__How to complete this task__.
From the very first line down to the line containing "async fn resolve_folder(&self, path: &str)", write out the material exactly as it appears, and no more.

┏━━

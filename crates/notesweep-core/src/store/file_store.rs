use std::io::ErrorKind;
use std::path::PathBuf;

use async_trait::async_trait;

use super::retry::io_with_retry;
use super::{DocumentEntry, DocumentStore, Folder};
use crate::{Error, Result};

/// Document store backed by a vault directory on disk
#[derive(Debug, Clone)]
pub struct FileStore {
    root: PathBuf,
}

impl FileStore {
    pub fn new(root: impl Into<PathBuf>) -> Self {
        Self { root: root.into() }
    }

    fn full_path(&self, relative: &str) -> PathBuf {
        relative
            .split('/')
            .filter(|part| !part.is_empty())
            .fold(self.root.clone(), |path, part| path.join(part))
    }
}

/// Folder path relative to the vault root, `/`-separated.
/// `..` is rejected so a folder can never name a path outside the vault.
fn normalize_folder(path: &str) -> Result<String> {
    let parts: Vec<&str> = path
        .trim()
        .split(['/', '\\'])
        .filter(|part| !part.is_empty() && *part != ".")
        .collect();

    if parts.contains(&"..") {
        return Err(Error::Config(format!(
            "folder must stay inside the vault, got '{}'",
            path
        )));
    }
    Ok(parts.join("/"))
}

fn map_read_error(path: &str, err: std::io::Error) -> Error {
    if err.kind() == ErrorKind::NotFound {
        Error::DocumentNotFound(path.to_string())
    } else {
        Error::Io(err)
    }
}

#[async_trait]
impl DocumentStore for FileStore {
    async fn resolve_folder(&self, path: &str) -> Result<Option<Folder>> {
        let relative = normalize_folder(path)?;
        let full = self.full_path(&relative);

        match tokio::fs::metadata(&full).await {
            Ok(meta) if meta.is_dir() => Ok(Some(Folder { path: relative })),
            Ok(_) => Ok(None),
            Err(e) if e.kind() == ErrorKind::NotFound => Ok(None),
            Err(e) => Err(e.into()),
        }
    }

    async fn list_documents(&self, folder: &Folder) -> Result<Vec<DocumentEntry>> {
        let mut dir = tokio::fs::read_dir(self.full_path(&folder.path)).await?;
        let mut entries = Vec::new();

        while let Some(item) = dir.next_entry().await? {
            if !item.file_type().await?.is_file() {
                continue;
            }
            let Some(file_name) = item.file_name().to_str().map(str::to_string) else {
                tracing::debug!("Skipping non UTF-8 file name: {:?}", item.file_name());
                continue;
            };
            let path = if folder.path.is_empty() {
                file_name
            } else {
                format!("{}/{}", folder.path, file_name)
            };
            entries.push(DocumentEntry::new(path));
        }

        entries.sort_by(|a, b| a.path.cmp(&b.path));
        Ok(entries)
    }

    async fn read(&self, entry: &DocumentEntry) -> Result<String> {
        let full = self.full_path(&entry.path);
        io_with_retry(|| tokio::fs::read_to_string(&full))
            .await
            .map_err(|e| map_read_error(&entry.path, e))
    }

    async fn write(&self, entry: &DocumentEntry, content: &str) -> Result<()> {
        let full = self.full_path(&entry.path);
        io_with_retry(|| tokio::fs::write(&full, content)).await?;
        Ok(())
    }
}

┗━━

__Response to the exercise__.
filename crates/notesweep-core/src/store/file_store.rs
use std::io::ErrorKind;
use std::path::PathBuf;

use async_trait::async_trait;

use super::retry::io_with_retry;
use super::{DocumentEntry, DocumentStore, Folder};
use crate::{Error, Result};

/// Document store backed by a vault directory on disk
#[derive(Debug, Clone)]
pub struct FileStore {
    root: PathBuf,
}

impl FileStore {
    pub fn new(root: impl Into<PathBuf>) -> Self {
        Self { root: root.into() }
    }

    fn full_path(&self, relative: &str) -> PathBuf {
        relative
            .split('/')
            .filter(|part| !part.is_empty())
            .fold(self.root.clone(), |path, part| path.join(part))
    }
}

/// Folder path relative to the vault root, `/`-separated.
/// `..` is rejected so a folder can never name a path outside the vault.
fn normalize_folder(path: &str) -> Result<String> {
    let parts: Vec<&str> = path
        .trim()
        .split(['/', '\\'])
        .filter(|part| !part.is_empty() && *part != ".")
        .collect();

    if parts.contains(&"..") {
        return Err(Error::Config(format!(
            "folder must stay inside the vault, got '{}'",
            path
        )));
    }
    Ok(parts.join("/"))
}

fn map_read_error(path: &str, err: std::io::Error) -> Error {
    if err.kind() == ErrorKind::NotFound {
        Error::DocumentNotFound(path.to_string())
    } else {
        Error::Io(err)
    }
}

#[async_trait]
impl DocumentStore for FileStore {
    async fn resolve_folder(&self, path: &str) -> Result<Option<Folder>> {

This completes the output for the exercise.